BEGIN
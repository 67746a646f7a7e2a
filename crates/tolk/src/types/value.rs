use std::fmt::{Display, Formatter, Result as FmtResult};

use serde::{Deserialize, Serialize};

/// A runtime value substituted into a placeholder or used as a plural count.
///
/// The `Value` enum gives replacement maps a small dynamic type system, so
/// numbers, strings and flags can be passed interchangeably. Only `Number`
/// and `Float` are valid plural counts.
///
/// # Example
///
/// ```
/// use tolk::Value;
///
/// // Integers become Value::Number
/// let count: Value = 42.into();
/// assert_eq!(count.to_string(), "42");
///
/// // Strings become Value::String
/// let name: Value = "Alice".into();
/// assert_eq!(name.as_string(), Some("Alice"));
/// ```
#[derive(Debug, Clone, PartialEq, Serialize, Deserialize)]
#[serde(untagged)]
pub enum Value {
    /// An integer number.
    Number(i64),

    /// A floating-point number.
    Float(f64),

    /// A boolean flag.
    Bool(bool),

    /// A string value.
    String(String),
}

impl Value {
    /// Get this value as a number, if it is one.
    pub fn as_number(&self) -> Option<i64> {
        match self {
            Value::Number(n) => Some(*n),
            _ => None,
        }
    }

    /// Get this value as a float, if it is numeric.
    pub fn as_float(&self) -> Option<f64> {
        match self {
            Value::Float(f) => Some(*f),
            Value::Number(n) => Some(*n as f64),
            _ => None,
        }
    }

    /// Get this value as a string, if it is one.
    pub fn as_string(&self) -> Option<&str> {
        match self {
            Value::String(s) => Some(s),
            _ => None,
        }
    }

    /// Whether this value can select a plural form.
    pub fn is_numeric(&self) -> bool {
        matches!(self, Value::Number(_) | Value::Float(_))
    }
}

impl Display for Value {
    fn fmt(&self, f: &mut Formatter<'_>) -> FmtResult {
        match self {
            Value::Number(n) => write!(f, "{n}"),
            Value::Float(n) => write!(f, "{n}"),
            Value::Bool(b) => write!(f, "{b}"),
            Value::String(s) => write!(f, "{s}"),
        }
    }
}

/// Lossless conversions into a variant.
macro_rules! impl_from {
    ($($source:ty => $variant:ident($target:ty)),* $(,)?) => {
        $(
            impl From<$source> for Value {
                fn from(value: $source) -> Self {
                    Value::$variant(<$target>::from(value))
                }
            }
        )*
    };
}

impl_from! {
    i32 => Number(i64),
    i64 => Number(i64),
    u32 => Number(i64),
    f64 => Float(f64),
    bool => Bool(bool),
    String => String(String),
    &str => String(String),
}

// Through the shortest decimal form: 0.1_f32 stays 0.1.
impl From<f32> for Value {
    fn from(value: f32) -> Self {
        Value::Float(value.to_string().parse().unwrap_or(f64::from(value)))
    }
}

// Counts past i64::MAX keep their magnitude as floats.

impl From<u64> for Value {
    fn from(n: u64) -> Self {
        i64::try_from(n).map_or(Value::Float(n as f64), Value::Number)
    }
}

impl From<usize> for Value {
    fn from(n: usize) -> Self {
        i64::try_from(n).map_or(Value::Float(n as f64), Value::Number)
    }
}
END
■ **Work order**
Pick out each line above that includes "tolk" and show it.

■ **Answer area**
filename crates/tolk/src/types/value.rs
/// use tolk::Value;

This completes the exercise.